Les chercheurs ont mené leur étude dans les baies Andvord et Paradise, dans la partie ouest de la péninsule Antarctique. Les points bleus indiquent les endroits où les balises de détection ont été déployées. Carte : Allen et al.

L’une des premières découvertes faites par les chercheurs est que les petits rorquals de l’Antarctique présentent une structure sociale à dynamique de fission-fusion. Ce type de structure est constitutive des espèces animales qui se rassemblent dans certaines circonstances (se nourrir ou dormir, par exemple) avant de se séparer, souvent en sous-groupes, amenant à une composition sociale qui évolue constamment.

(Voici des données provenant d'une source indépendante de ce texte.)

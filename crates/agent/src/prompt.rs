//! Prompt assembly for each cycle.

use caduceus_core::{CapabilityRegistry, Transcript};

/// Role instructions used when the caller supplies none.
pub const DEFAULT_SYSTEM_PROMPT: &str = "You are a clinical decision-support assistant. \
Reason step by step, use the available tools to gather facts you are not certain of, \
and never invent measurements or results.";

const RESPONSE_FORMAT: &str = r#"## Response format
Respond with exactly one JSON object and nothing else.

To use a tool:
{"thought": "<why this tool>", "action": {"tool": "<tool name>", "args": {<arguments>}}}

When you have enough information:
{"thought": "<summary of reasoning>", "final_answer": <answer>}

Call at most one tool per response. Give a final_answer only once you no longer need tools."#;

/// The system prompt: role, tool catalogue, response contract.
pub fn system_prompt(custom: Option<&str>, tools: &CapabilityRegistry) -> String {
    let mut out = String::new();
    out.push_str(custom.unwrap_or(DEFAULT_SYSTEM_PROMPT).trim());
    out.push_str("\n\n## Tools\n");

    if tools.is_empty() {
        out.push_str("No tools are available for this task; answer directly.\n");
    } else {
        for capability in tools.list() {
            let schema = serde_json::to_string(capability.schema()).unwrap_or_default();
            out.push_str(&format!(
                "- {}: {}\n  args schema: {}\n",
                capability.name(),
                capability.description(),
                schema
            ));
        }
    }

    out.push('\n');
    out.push_str(RESPONSE_FORMAT);
    out
}

/// The per-cycle user prompt: the task plus everything observed so far.
pub fn cycle_prompt(task: &str, transcript: &Transcript, iteration: u32, max_iterations: u32) -> String {
    let mut out = format!("## Task\n{}\n", task.trim());

    if !transcript.is_empty() {
        out.push_str("\n## Progress so far\n");
        out.push_str(&transcript.render());
        out.push('\n');
    }

    out.push_str(&format!("\nIteration {iteration} of {max_iterations}."));
    if iteration == max_iterations {
        out.push_str(" This is the last iteration: respond with your final_answer now.");
    }
    out
}
//! Reasoning steps and the append-only transcript of a run.

use chrono::{DateTime, Utc};
use serde::{Deserialize, Serialize};

/// What happened in a step.
#[derive(Debug, Clone, PartialEq, Serialize, Deserialize)]
#[serde(tag = "kind", rename_all = "snake_case")]
pub enum StepKind {
    /// The model's reasoning text.
    Thought { text: String },
    /// A capability invocation requested by the model.
    Action {
        tool: String,
        args: serde_json::Map<String, serde_json::Value>,
    },
    /// The (bounded) result of an action, or a description of what went wrong.
    Observation { text: String },
}

/// A single immutable entry in a transcript.
#[derive(Debug, Clone, PartialEq, Serialize, Deserialize)]
pub struct Step {
    /// 1-based cycle index.
    pub iteration: u32,
    #[serde(flatten)]
    pub kind: StepKind,
    pub timestamp: DateTime<Utc>,
}

impl Step {
    pub fn thought(iteration: u32, text: impl Into<String>) -> Self {
        Self::new(iteration, StepKind::Thought { text: text.into() })
    }

    pub fn action(
        iteration: u32,
        tool: impl Into<String>,
        args: serde_json::Map<String, serde_json::Value>,
    ) -> Self {
        Self::new(
            iteration,
            StepKind::Action {
                tool: tool.into(),
                args,
            },
        )
    }

    pub fn observation(iteration: u32, text: impl Into<String>) -> Self {
        Self::new(iteration, StepKind::Observation { text: text.into() })
    }

    fn new(iteration: u32, kind: StepKind) -> Self {
        Self {
            iteration,
            kind,
            timestamp: Utc::now(),
        }
    }

    /// Short label used in rendered traces.
    pub fn label(&self) -> &'static str {
        match self.kind {
            StepKind::Thought { .. } => "Thought",
            StepKind::Action { .. } => "Action",
            StepKind::Observation { .. } => "Observation",
        }
    }

    /// One-line rendering: `[Action] lookup({"code":"I10"})`.
    pub fn render(&self) -> String {
        match &self.kind {
            StepKind::Thought { text } | StepKind::Observation { text } => {
                format!("[{}] {}", self.label(), text)
            }
            StepKind::Action { tool, args } => {
                let args = serde_json::to_string(args).unwrap_or_default();
                format!("[{}] {}({})", self.label(), tool, args)
            }
        }
    }
}

/// The ordered, append-only list of steps in a run.
#[derive(Debug, Clone, Default, PartialEq, Serialize, Deserialize)]
#[serde(transparent)]
pub struct Transcript {
    steps: Vec<Step>,
}

impl Transcript {
    pub fn new() -> Self {
        Self::default()
    }

    /// Append a step. Steps must arrive in non-decreasing iteration order.
    pub fn push(&mut self, step: Step) {
        debug_assert!(
            self.steps
                .last()
                .is_none_or(|last| last.iteration <= step.iteration),
            "transcript iteration went backwards"
        );
        self.steps.push(step);
    }

    pub fn steps(&self) -> &[Step] {
        &self.steps
    }

    pub fn len(&self) -> usize {
        self.steps.len()
    }

    pub fn is_empty(&self) -> bool {
        self.steps.is_empty()
    }

    pub fn last(&self) -> Option<&Step> {
        self.steps.last()
    }

    /// Flattened, newline-separated rendering for audit logs.
    pub fn render(&self) -> String {
        self.steps
            .iter()
            .map(|s| format!("#{} {}", s.iteration, s.render()))
            .collect::<Vec<_>>()
            .join("\n")
    }

    pub fn into_steps(self) -> Vec<Step> {
        self.steps
    }
}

On la rencontre souvent chez les mammifères terrestres et marins et, grâce à cette étude, on peut désormais établir que les petits rorquals de l’Antarctique présentent ce genre de dynamique sociale au même titre que d’autres espèces de baleines à fanons. 

En effet, dans 60% des cas, les scientifiques ont observé que cette espèce de rorqual formait des associations à court terme, autant dans la recherche de nourriture que dans d’autres activités. 

Les chercheurs ont été également observé que les individus plus grands étaient plus enclins à socialiser que les sujets de plus petite taille (et souvent plus jeunes), réduisant ainsi leurs efforts dans la recherche de nourriture et en s’associant, dans au moins douze cas, en groupes de deux ou trois individus. Mais ce n’est pas tout. Les observations ont également démontré que les comportements de plongée étaient synchronisés, suggérant que ces animaux utilisent des stratégies de recherche de nourriture en groupe. Un comportement que l’on avait auparavant sous-estimé chez cette espèce. 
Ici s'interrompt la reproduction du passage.